[Stored dataset items]
---

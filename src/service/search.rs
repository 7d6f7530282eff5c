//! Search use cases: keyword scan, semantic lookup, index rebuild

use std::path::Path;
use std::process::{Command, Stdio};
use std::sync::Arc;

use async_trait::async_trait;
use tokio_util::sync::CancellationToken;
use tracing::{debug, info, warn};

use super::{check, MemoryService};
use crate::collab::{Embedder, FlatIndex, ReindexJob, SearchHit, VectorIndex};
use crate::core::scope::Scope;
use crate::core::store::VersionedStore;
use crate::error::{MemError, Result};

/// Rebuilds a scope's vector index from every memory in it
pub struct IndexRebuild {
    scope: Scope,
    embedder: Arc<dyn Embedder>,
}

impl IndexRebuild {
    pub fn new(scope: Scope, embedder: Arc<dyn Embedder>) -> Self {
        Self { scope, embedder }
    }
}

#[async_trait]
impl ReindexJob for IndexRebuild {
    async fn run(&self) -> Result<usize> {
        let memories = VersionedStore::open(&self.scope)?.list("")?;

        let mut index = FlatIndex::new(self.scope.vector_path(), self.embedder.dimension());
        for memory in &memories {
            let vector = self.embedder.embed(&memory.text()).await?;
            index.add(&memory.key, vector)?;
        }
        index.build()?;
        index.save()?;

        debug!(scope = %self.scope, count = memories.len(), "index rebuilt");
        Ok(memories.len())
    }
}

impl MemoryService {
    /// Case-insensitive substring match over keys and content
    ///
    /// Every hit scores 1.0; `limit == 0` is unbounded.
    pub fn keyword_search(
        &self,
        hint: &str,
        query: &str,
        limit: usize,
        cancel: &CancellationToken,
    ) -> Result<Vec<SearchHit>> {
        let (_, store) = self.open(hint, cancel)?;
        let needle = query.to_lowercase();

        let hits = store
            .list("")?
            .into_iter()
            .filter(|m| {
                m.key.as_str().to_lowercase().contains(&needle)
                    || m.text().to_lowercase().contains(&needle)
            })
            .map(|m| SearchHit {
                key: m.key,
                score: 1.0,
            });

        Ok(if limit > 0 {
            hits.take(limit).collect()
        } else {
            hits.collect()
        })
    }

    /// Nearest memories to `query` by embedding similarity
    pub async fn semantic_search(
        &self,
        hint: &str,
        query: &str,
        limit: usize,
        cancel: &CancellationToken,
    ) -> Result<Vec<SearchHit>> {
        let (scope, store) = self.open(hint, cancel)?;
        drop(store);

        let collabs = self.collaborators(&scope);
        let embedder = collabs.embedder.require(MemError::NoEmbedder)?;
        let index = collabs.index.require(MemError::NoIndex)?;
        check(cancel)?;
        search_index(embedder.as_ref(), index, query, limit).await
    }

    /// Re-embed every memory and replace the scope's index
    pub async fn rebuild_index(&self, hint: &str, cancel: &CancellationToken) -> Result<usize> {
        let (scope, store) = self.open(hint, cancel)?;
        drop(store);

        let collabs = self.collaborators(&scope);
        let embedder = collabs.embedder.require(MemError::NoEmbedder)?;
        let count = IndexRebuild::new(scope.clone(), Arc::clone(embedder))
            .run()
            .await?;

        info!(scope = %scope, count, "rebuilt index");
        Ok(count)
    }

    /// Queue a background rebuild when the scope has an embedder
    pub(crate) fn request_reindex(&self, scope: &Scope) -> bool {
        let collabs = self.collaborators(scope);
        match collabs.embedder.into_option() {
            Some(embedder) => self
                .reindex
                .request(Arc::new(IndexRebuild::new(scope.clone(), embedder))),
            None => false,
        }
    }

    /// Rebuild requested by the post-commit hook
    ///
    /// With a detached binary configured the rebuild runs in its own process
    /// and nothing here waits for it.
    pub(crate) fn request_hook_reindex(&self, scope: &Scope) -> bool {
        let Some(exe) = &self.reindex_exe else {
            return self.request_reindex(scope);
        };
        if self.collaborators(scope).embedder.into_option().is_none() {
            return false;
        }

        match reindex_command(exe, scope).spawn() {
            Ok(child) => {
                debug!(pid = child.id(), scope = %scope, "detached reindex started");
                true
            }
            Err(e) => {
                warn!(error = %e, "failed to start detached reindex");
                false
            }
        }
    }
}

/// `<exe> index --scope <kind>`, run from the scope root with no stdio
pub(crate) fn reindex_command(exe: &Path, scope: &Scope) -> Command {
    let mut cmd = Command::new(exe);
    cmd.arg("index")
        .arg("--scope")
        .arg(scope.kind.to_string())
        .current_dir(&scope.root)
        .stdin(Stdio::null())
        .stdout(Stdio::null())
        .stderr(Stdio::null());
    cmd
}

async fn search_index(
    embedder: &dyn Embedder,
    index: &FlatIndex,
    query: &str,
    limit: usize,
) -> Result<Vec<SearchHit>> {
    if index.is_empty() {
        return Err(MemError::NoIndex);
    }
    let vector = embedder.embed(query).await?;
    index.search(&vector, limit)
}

---

- WHAT TO DO
Every entry is to be transcribed exactly as it stands.

- TASK RESULT
filename src/service/search.rs
repository 7d6f7530282eff5c
//! Search use cases: keyword scan, semantic lookup, index rebuild

use std::path::Path;
use std::process::{Command, Stdio};
use std::sync::Arc;

use async_trait::async_trait;
use tokio_util::sync::CancellationToken;
use tracing::{debug, info, warn};

use super::{check, MemoryService};
use crate::collab::{Embedder, FlatIndex, ReindexJob, SearchHit, VectorIndex};
use crate::core::scope::Scope;
use crate::core::store::VersionedStore;
use crate::error::{MemError, Result};

/// Rebuilds a scope's vector index from every memory in it
pub struct IndexRebuild {
    scope: Scope,
    embedder: Arc<dyn Embedder>,
}

impl IndexRebuild {
    pub fn new(scope: Scope, embedder: Arc<dyn Embedder>) -> Self {
        Self { scope, embedder }
    }
}

#[async_trait]
impl ReindexJob for IndexRebuild {
    async fn run(&self) -> Result<usize> {
        let memories = VersionedStore::open(&self.scope)?.list("")?;

        let mut index = FlatIndex::new(self.scope.vector_path(), self.embedder.dimension());
        for memory in &memories {
            let vector = self.embedder.embed(&memory.text()).await?;
            index.add(&memory.key, vector)?;
        }
        index.build()?;
        index.save()?;

        debug!(scope = %self.scope, count = memories.len(), "index rebuilt");
        Ok(memories.len())
    }
}

impl MemoryService {
    /// Case-insensitive substring match over keys and content
    ///
    /// Every hit scores 1.0; `limit == 0` is unbounded.
    pub fn keyword_search(
        &self,
        hint: &str,
        query: &str,
        limit: usize,
        cancel: &CancellationToken,
    ) -> Result<Vec<SearchHit>> {
        let (_, store) = self.open(hint, cancel)?;
        let needle = query.to_lowercase();

        let hits = store
            .list("")?
            .into_iter()
            .filter(|m| {
                m.key.as_str().to_lowercase().contains(&needle)
                    || m.text().to_lowercase().contains(&needle)
            })
            .map(|m| SearchHit {
                key: m.key,
                score: 1.0,
            });

        Ok(if limit > 0 {
            hits.take(limit).collect()
        } else {
            hits.collect()
        })
    }

    /// Nearest memories to `query` by embedding similarity
    pub async fn semantic_search(
        &self,
        hint: &str,
        query: &str,
        limit: usize,
        cancel: &CancellationToken,
    ) -> Result<Vec<SearchHit>> {
        let (scope, store) = self.open(hint, cancel)?;
        drop(store);

        let collabs = self.collaborators(&scope);
        let embedder = collabs.embedder.require(MemError::NoEmbedder)?;
        let index = collabs.index.require(MemError::NoIndex)?;
        check(cancel)?;
        search_index(embedder.as_ref(), index, query, limit).await
    }

    /// Re-embed every memory and replace the scope's index
    pub async fn rebuild_index(&self, hint: &str, cancel: &CancellationToken) -> Result<usize> {
        let (scope, store) = self.open(hint, cancel)?;
        drop(store);

        let collabs = self.collaborators(&scope);
        let embedder = collabs.embedder.require(MemError::NoEmbedder)?;
        let count = IndexRebuild::new(scope.clone(), Arc::clone(embedder))
            .run()
            .await?;

        info!(scope = %scope, count, "rebuilt index");
        Ok(count)
    }

    /// Queue a background rebuild when the scope has an embedder
    pub(crate) fn request_reindex(&self, scope: &Scope) -> bool {
        let collabs = self.collaborators(scope);
        match collabs.embedder.into_option() {
            Some(embedder) => self
                .reindex
                .request(Arc::new(IndexRebuild::new(scope.clone(), embedder))),
            None => false,
        }
    }

    /// Rebuild requested by the post-commit hook
    ///
    /// With a detached binary configured the rebuild runs in its own process
    /// and nothing here waits for it.
    pub(crate) fn request_hook_reindex(&self, scope: &Scope) -> bool {
        let Some(exe) = &self.reindex_exe else {
            return self.request_reindex(scope);
        };
        if self.collaborators(scope).embedder.into_option().is_none() {
            return false;
        }

        match reindex_command(exe, scope).spawn() {
            Ok(child) => {
                debug!(pid = child.id(), scope = %scope, "detached reindex started");
                true
            }
            Err(e) => {
                warn!(error = %e, "failed to start detached reindex");
                false
            }
        }
    }
}

/// `<exe> index --scope <kind>`, run from the scope root with no stdio
pub(crate) fn reindex_command(exe: &Path, scope: &Scope) -> Command {
    let mut cmd = Command::new(exe);
    cmd.arg("index")
        .arg("--scope")
        .arg(scope.kind.to_string())
        .current_dir(&scope.root)
        .stdin(Stdio::null())
        .stdout(Stdio::null())
        .stderr(Stdio::null());
    cmd
}

async fn search_index(
    embedder: &dyn Embedder,
    index: &FlatIndex,
    query: &str,
    limit: usize,
) -> Result<Vec<SearchHit>> {
    if index.is_empty() {
        return Err(MemError::NoIndex);
    }
    let vector = embedder.embed(query).await?;
    index.search(&vector, limit)
}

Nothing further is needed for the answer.